● **Stored items**
▬▬▬

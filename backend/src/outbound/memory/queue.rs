//! In-process datadump queue with a per-job attempt budget and claim lease.

use std::collections::{HashMap, VecDeque};
use std::sync::{Arc, Mutex};
use std::time::{Duration, Instant};

use async_trait::async_trait;
use tracing::warn;

use crate::domain::ports::{DatadumpQueue, DatadumpQueueError};
use crate::domain::{DatadumpJob, JobTicket};

/// Attempts a job gets before it is dropped from the queue.
pub const DEFAULT_MAX_ATTEMPTS: u32 = 3;
/// How long a claim survives without renewal.
pub const DEFAULT_CLAIM_LEASE: Duration = Duration::from_secs(10 * 60);

#[derive(Debug)]
struct Claim {
    job: DatadumpJob,
    attempts: u32,
    worker: String,
    renewed_at: Instant,
}

#[derive(Debug, Default)]
struct QueueState {
    pending: VecDeque<(DatadumpJob, u32)>,
    claimed: HashMap<JobTicket, Claim>,
}

/// FIFO queue; a released job goes to the back of the line and a lapsed
/// claim goes to the front.
#[derive(Debug, Clone)]
pub struct InMemoryDatadumpQueue {
    state: Arc<Mutex<QueueState>>,
    max_attempts: u32,
    lease: Duration,
}

impl Default for InMemoryDatadumpQueue {
    fn default() -> Self {
        Self::new(DEFAULT_MAX_ATTEMPTS)
    }
}

impl InMemoryDatadumpQueue {
    pub fn new(max_attempts: u32) -> Self {
        Self {
            state: Arc::new(Mutex::new(QueueState::default())),
            max_attempts: max_attempts.max(1),
            lease: DEFAULT_CLAIM_LEASE,
        }
    }

    pub fn with_lease(mut self, lease: Duration) -> Self {
        self.lease = lease;
        self
    }

    /// Jobs waiting to be claimed.
    pub fn pending_len(&self) -> usize {
        self.state.lock().map(|state| state.pending.len()).unwrap_or(0)
    }

    fn lock(&self) -> Result<std::sync::MutexGuard<'_, QueueState>, DatadumpQueueError> {
        self.state
            .lock()
            .map_err(|_| DatadumpQueueError::unavailable("queue lock poisoned"))
    }

    /// Requeue claims whose lease lapsed, dropping those out of attempts.
    fn reclaim_lapsed(&self, state: &mut QueueState) {
        let now = Instant::now();
        let lapsed: Vec<JobTicket> = state
            .claimed
            .iter()
            .filter(|(_, claim)| now.duration_since(claim.renewed_at) >= self.lease)
            .map(|(ticket, _)| *ticket)
            .collect();
        for ticket in lapsed {
            let Some(claim) = state.claimed.remove(&ticket) else {
                continue;
            };
            if claim.attempts >= self.max_attempts {
                warn!(
                    %ticket,
                    attempts = claim.attempts,
                    worker = claim.worker,
                    "datadump job exhausted its attempts"
                );
                continue;
            }
            warn!(%ticket, worker = claim.worker, "datadump claim lapsed; requeueing");
            state.pending.push_front((claim.job, claim.attempts));
        }
    }
}

#[async_trait]
impl DatadumpQueue for InMemoryDatadumpQueue {
    async fn enqueue(&self, job: &DatadumpJob) -> Result<(), DatadumpQueueError> {
        let mut state = self.lock()?;
        let queued = state.pending.iter().any(|(pending, _)| pending.ticket == job.ticket)
            || state.claimed.contains_key(&job.ticket);
        if queued {
            return Err(DatadumpQueueError::rejected(format!(
                "job {} is already queued",
                job.ticket
            )));
        }
        state.pending.push_back((job.clone(), 0));
        Ok(())
    }

    async fn claim_next(&self, worker_id: &str) -> Result<Option<DatadumpJob>, DatadumpQueueError> {
        let mut state = self.lock()?;
        self.reclaim_lapsed(&mut state);
        let Some((job, attempts)) = state.pending.pop_front() else {
            return Ok(None);
        };
        state.claimed.insert(
            job.ticket,
            Claim {
                job: job.clone(),
                attempts: attempts + 1,
                worker: worker_id.to_owned(),
                renewed_at: Instant::now(),
            },
        );
        Ok(Some(job))
    }

    async fn renew_claim(
        &self,
        ticket: &JobTicket,
        worker_id: &str,
    ) -> Result<(), DatadumpQueueError> {
        let mut state = self.lock()?;
        match state.claimed.get_mut(ticket) {
            Some(claim) if claim.worker == worker_id => {
                claim.renewed_at = Instant::now();
                Ok(())
            }
            _ => Err(DatadumpQueueError::rejected(format!(
                "job {ticket} is not claimed by {worker_id}"
            ))),
        }
    }

    async fn mark_finished(
        &self,
        ticket: &JobTicket,
        succeeded: bool,
    ) -> Result<(), DatadumpQueueError> {
        let mut state = self.lock()?;
        let Some(Claim {
            job,
            attempts,
            worker,
            ..
        }) = state.claimed.remove(ticket)
        else {
            return Err(DatadumpQueueError::rejected(format!(
                "job {ticket} is not claimed"
            )));
        };
        if succeeded {
            return Ok(());
        }
        if attempts >= self.max_attempts {
            warn!(%ticket, attempts, worker, "datadump job exhausted its attempts");
            return Ok(());
        }
        state.pending.push_back((job, attempts));
        Ok(())
    }
}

▬▬▬

● **THE PROBLEM**
Scan the data above for the string "InMemoryDatadumpQueue". Copy every line in which it appears.

● **ANSWER SPACE**
pub struct InMemoryDatadumpQueue {
impl Default for InMemoryDatadumpQueue {
impl InMemoryDatadumpQueue {
impl DatadumpQueue for InMemoryDatadumpQueue {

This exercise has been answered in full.